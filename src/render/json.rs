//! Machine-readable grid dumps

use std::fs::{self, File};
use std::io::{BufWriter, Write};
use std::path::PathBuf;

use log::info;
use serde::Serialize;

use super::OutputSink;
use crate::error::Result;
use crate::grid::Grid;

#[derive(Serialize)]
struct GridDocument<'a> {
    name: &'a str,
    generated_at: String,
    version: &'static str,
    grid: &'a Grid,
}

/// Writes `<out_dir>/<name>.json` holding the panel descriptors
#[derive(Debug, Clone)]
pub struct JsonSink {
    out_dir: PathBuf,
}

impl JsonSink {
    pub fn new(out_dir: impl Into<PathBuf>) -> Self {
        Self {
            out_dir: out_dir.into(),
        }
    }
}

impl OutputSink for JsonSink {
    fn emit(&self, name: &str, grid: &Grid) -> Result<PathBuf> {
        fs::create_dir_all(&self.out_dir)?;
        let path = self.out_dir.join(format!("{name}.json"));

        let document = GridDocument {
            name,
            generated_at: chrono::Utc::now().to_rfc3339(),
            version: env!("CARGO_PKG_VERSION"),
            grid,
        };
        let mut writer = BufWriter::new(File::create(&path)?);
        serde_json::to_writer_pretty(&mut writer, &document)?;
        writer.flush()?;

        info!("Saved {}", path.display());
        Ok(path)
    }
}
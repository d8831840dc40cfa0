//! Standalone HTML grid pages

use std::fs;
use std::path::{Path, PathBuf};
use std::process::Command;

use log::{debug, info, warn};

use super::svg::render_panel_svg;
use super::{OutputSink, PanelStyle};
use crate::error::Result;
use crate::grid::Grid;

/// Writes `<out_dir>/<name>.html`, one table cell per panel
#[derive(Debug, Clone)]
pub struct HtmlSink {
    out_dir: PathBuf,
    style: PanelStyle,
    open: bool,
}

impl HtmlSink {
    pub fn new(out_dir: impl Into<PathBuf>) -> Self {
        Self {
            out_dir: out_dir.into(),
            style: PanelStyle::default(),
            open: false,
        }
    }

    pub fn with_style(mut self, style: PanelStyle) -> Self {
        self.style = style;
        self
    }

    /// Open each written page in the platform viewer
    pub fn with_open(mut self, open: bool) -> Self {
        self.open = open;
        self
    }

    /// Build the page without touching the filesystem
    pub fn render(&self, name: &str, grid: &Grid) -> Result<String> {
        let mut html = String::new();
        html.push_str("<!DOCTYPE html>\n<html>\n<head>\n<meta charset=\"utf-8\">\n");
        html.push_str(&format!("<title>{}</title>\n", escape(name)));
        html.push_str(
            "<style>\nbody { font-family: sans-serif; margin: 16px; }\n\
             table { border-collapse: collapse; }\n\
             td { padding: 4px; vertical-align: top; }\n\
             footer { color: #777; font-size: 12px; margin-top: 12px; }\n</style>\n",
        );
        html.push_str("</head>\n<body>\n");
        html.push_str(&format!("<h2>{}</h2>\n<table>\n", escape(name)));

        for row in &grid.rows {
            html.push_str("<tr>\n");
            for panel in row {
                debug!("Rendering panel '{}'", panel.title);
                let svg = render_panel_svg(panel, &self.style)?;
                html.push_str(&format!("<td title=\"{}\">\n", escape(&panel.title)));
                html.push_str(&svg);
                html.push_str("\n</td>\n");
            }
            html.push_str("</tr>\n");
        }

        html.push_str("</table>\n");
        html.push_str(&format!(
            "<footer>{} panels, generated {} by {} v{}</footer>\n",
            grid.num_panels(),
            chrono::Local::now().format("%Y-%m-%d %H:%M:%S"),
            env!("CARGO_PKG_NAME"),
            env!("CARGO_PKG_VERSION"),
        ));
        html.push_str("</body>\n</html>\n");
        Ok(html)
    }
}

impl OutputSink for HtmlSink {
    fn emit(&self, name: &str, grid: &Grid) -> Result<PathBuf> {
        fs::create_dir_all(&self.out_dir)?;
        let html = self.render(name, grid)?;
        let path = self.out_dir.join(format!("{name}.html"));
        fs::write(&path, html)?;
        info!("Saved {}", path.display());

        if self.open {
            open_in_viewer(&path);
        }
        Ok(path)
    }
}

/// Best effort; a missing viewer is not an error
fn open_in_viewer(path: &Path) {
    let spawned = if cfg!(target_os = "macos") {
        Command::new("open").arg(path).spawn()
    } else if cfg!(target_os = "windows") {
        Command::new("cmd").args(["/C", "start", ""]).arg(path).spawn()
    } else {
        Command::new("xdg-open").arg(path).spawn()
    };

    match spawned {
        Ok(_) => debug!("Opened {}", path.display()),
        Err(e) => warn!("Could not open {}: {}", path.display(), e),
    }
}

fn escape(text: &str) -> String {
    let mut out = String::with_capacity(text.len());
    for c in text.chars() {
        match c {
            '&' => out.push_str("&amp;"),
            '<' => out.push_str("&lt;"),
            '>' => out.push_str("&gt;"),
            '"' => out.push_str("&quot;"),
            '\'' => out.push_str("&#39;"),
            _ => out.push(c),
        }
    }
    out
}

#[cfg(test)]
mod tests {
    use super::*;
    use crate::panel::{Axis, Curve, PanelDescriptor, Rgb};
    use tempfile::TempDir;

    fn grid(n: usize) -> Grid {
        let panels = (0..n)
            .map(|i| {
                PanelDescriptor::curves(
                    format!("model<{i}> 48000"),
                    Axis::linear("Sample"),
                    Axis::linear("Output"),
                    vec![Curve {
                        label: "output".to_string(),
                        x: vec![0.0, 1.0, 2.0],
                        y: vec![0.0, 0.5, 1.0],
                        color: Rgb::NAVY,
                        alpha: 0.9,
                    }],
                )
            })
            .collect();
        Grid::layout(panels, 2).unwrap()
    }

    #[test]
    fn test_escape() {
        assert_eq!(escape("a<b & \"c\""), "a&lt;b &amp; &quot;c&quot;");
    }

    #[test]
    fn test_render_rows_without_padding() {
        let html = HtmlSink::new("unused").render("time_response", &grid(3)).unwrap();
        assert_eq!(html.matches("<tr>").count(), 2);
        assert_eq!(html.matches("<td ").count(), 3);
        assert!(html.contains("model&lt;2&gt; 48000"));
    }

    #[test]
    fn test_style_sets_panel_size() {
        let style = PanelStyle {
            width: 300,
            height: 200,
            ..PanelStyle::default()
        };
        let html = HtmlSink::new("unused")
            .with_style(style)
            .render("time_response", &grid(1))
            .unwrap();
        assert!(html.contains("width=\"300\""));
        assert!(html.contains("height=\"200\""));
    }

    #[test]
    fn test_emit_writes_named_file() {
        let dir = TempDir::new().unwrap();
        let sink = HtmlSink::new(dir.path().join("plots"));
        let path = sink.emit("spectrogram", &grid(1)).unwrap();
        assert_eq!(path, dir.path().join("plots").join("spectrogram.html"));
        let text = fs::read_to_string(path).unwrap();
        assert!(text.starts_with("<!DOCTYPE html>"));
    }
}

_Try it_
Output each entry exactly as written, leaving none out.

_Your solution_
filename src/render/json.rs
//! Machine-readable grid dumps

use std::fs::{self, File};
use std::io::{BufWriter, Write};
use std::path::PathBuf;

use log::info;
use serde::Serialize;

use super::OutputSink;
use crate::error::Result;
use crate::grid::Grid;

#[derive(Serialize)]
struct GridDocument<'a> {
    name: &'a str,
    generated_at: String,
    version: &'static str,
    grid: &'a Grid,
}

/// Writes `<out_dir>/<name>.json` holding the panel descriptors
#[derive(Debug, Clone)]
pub struct JsonSink {
    out_dir: PathBuf,
}

impl JsonSink {
    pub fn new(out_dir: impl Into<PathBuf>) -> Self {
        Self {
            out_dir: out_dir.into(),
        }
    }
}

impl OutputSink for JsonSink {
    fn emit(&self, name: &str, grid: &Grid) -> Result<PathBuf> {
        fs::create_dir_all(&self.out_dir)?;
        let path = self.out_dir.join(format!("{name}.json"));

        let document = GridDocument {
            name,
            generated_at: chrono::Utc::now().to_rfc3339(),
            version: env!("CARGO_PKG_VERSION"),
            grid,
        };
        let mut writer = BufWriter::new(File::create(&path)?);
        serde_json::to_writer_pretty(&mut writer, &document)?;
        writer.flush()?;

        info!("Saved {}", path.display());
        Ok(path)
    }
}
repository d8831840dc40cfa0
//! Standalone HTML grid pages

use std::fs;
use std::path::{Path, PathBuf};
use std::process::Command;

use log::{debug, info, warn};

use super::svg::render_panel_svg;
use super::{OutputSink, PanelStyle};
use crate::error::Result;
use crate::grid::Grid;

/// Writes `<out_dir>/<name>.html`, one table cell per panel
#[derive(Debug, Clone)]
pub struct HtmlSink {
    out_dir: PathBuf,
    style: PanelStyle,
    open: bool,
}

impl HtmlSink {
    pub fn new(out_dir: impl Into<PathBuf>) -> Self {
        Self {
            out_dir: out_dir.into(),
            style: PanelStyle::default(),
            open: false,
        }
    }

    pub fn with_style(mut self, style: PanelStyle) -> Self {
        self.style = style;
        self
    }

    /// Open each written page in the platform viewer
    pub fn with_open(mut self, open: bool) -> Self {
        self.open = open;
        self
    }

    /// Build the page without touching the filesystem
    pub fn render(&self, name: &str, grid: &Grid) -> Result<String> {
        let mut html = String::new();
        html.push_str("<!DOCTYPE html>\n<html>\n<head>\n<meta charset=\"utf-8\">\n");
        html.push_str(&format!("<title>{}</title>\n", escape(name)));
        html.push_str(
            "<style>\nbody { font-family: sans-serif; margin: 16px; }\n\
             table { border-collapse: collapse; }\n\
             td { padding: 4px; vertical-align: top; }\n\
             footer { color: #777; font-size: 12px; margin-top: 12px; }\n</style>\n",
        );
        html.push_str("</head>\n<body>\n");
        html.push_str(&format!("<h2>{}</h2>\n<table>\n", escape(name)));

        for row in &grid.rows {
            html.push_str("<tr>\n");
            for panel in row {
                debug!("Rendering panel '{}'", panel.title);
                let svg = render_panel_svg(panel, &self.style)?;
                html.push_str(&format!("<td title=\"{}\">\n", escape(&panel.title)));
                html.push_str(&svg);
                html.push_str("\n</td>\n");
            }
            html.push_str("</tr>\n");
        }

        html.push_str("</table>\n");
        html.push_str(&format!(
            "<footer>{} panels, generated {} by {} v{}</footer>\n",
            grid.num_panels(),
            chrono::Local::now().format("%Y-%m-%d %H:%M:%S"),
            env!("CARGO_PKG_NAME"),
            env!("CARGO_PKG_VERSION"),
        ));
        html.push_str("</body>\n</html>\n");
        Ok(html)
    }
}

impl OutputSink for HtmlSink {
    fn emit(&self, name: &str, grid: &Grid) -> Result<PathBuf> {
        fs::create_dir_all(&self.out_dir)?;
        let html = self.render(name, grid)?;
        let path = self.out_dir.join(format!("{name}.html"));
        fs::write(&path, html)?;
        info!("Saved {}", path.display());

        if self.open {
            open_in_viewer(&path);
        }
        Ok(path)
    }
}

/// Best effort; a missing viewer is not an error
fn open_in_viewer(path: &Path) {
    let spawned = if cfg!(target_os = "macos") {
        Command::new("open").arg(path).spawn()
    } else if cfg!(target_os = "windows") {
        Command::new("cmd").args(["/C", "start", ""]).arg(path).spawn()
    } else {
        Command::new("xdg-open").arg(path).spawn()
    };

    match spawned {
        Ok(_) => debug!("Opened {}", path.display()),
        Err(e) => warn!("Could not open {}: {}", path.display(), e),
    }
}

fn escape(text: &str) -> String {
    let mut out = String::with_capacity(text.len());
    for c in text.chars() {
        match c {
            '&' => out.push_str("&amp;"),
            '<' => out.push_str("&lt;"),
            '>' => out.push_str("&gt;"),
            '"' => out.push_str("&quot;"),
            '\'' => out.push_str("&#39;"),
            _ => out.push(c),
        }
    }
    out
}

#[cfg(test)]
mod tests {
    use super::*;
    use crate::panel::{Axis, Curve, PanelDescriptor, Rgb};
    use tempfile::TempDir;

    fn grid(n: usize) -> Grid {
        let panels = (0..n)
            .map(|i| {
                PanelDescriptor::curves(
                    format!("model<{i}> 48000"),
                    Axis::linear("Sample"),
                    Axis::linear("Output"),
                    vec![Curve {
                        label: "output".to_string(),
                        x: vec![0.0, 1.0, 2.0],
                        y: vec![0.0, 0.5, 1.0],
                        color: Rgb::NAVY,
                        alpha: 0.9,
                    }],
                )
            })
            .collect();
        Grid::layout(panels, 2).unwrap()
    }

    #[test]
    fn test_escape() {
        assert_eq!(escape("a<b & \"c\""), "a&lt;b &amp; &quot;c&quot;");
    }

    #[test]
    fn test_render_rows_without_padding() {
        let html = HtmlSink::new("unused").render("time_response", &grid(3)).unwrap();
        assert_eq!(html.matches("<tr>").count(), 2);
        assert_eq!(html.matches("<td ").count(), 3);
        assert!(html.contains("model&lt;2&gt; 48000"));
    }

    #[test]
    fn test_style_sets_panel_size() {
        let style = PanelStyle {
            width: 300,
            height: 200,
            ..PanelStyle::default()
        };
        let html = HtmlSink::new("unused")
            .with_style(style)
            .render("time_response", &grid(1))
            .unwrap();
        assert!(html.contains("width=\"300\""));
        assert!(html.contains("height=\"200\""));
    }

    #[test]
    fn test_emit_writes_named_file() {
        let dir = TempDir::new().unwrap();
        let sink = HtmlSink::new(dir.path().join("plots"));
        let path = sink.emit("spectrogram", &grid(1)).unwrap();
        assert_eq!(path, dir.path().join("plots").join("spectrogram.html"));
        let text = fs::read_to_string(path).unwrap();
        assert!(text.starts_with("<!DOCTYPE html>"));
    }
}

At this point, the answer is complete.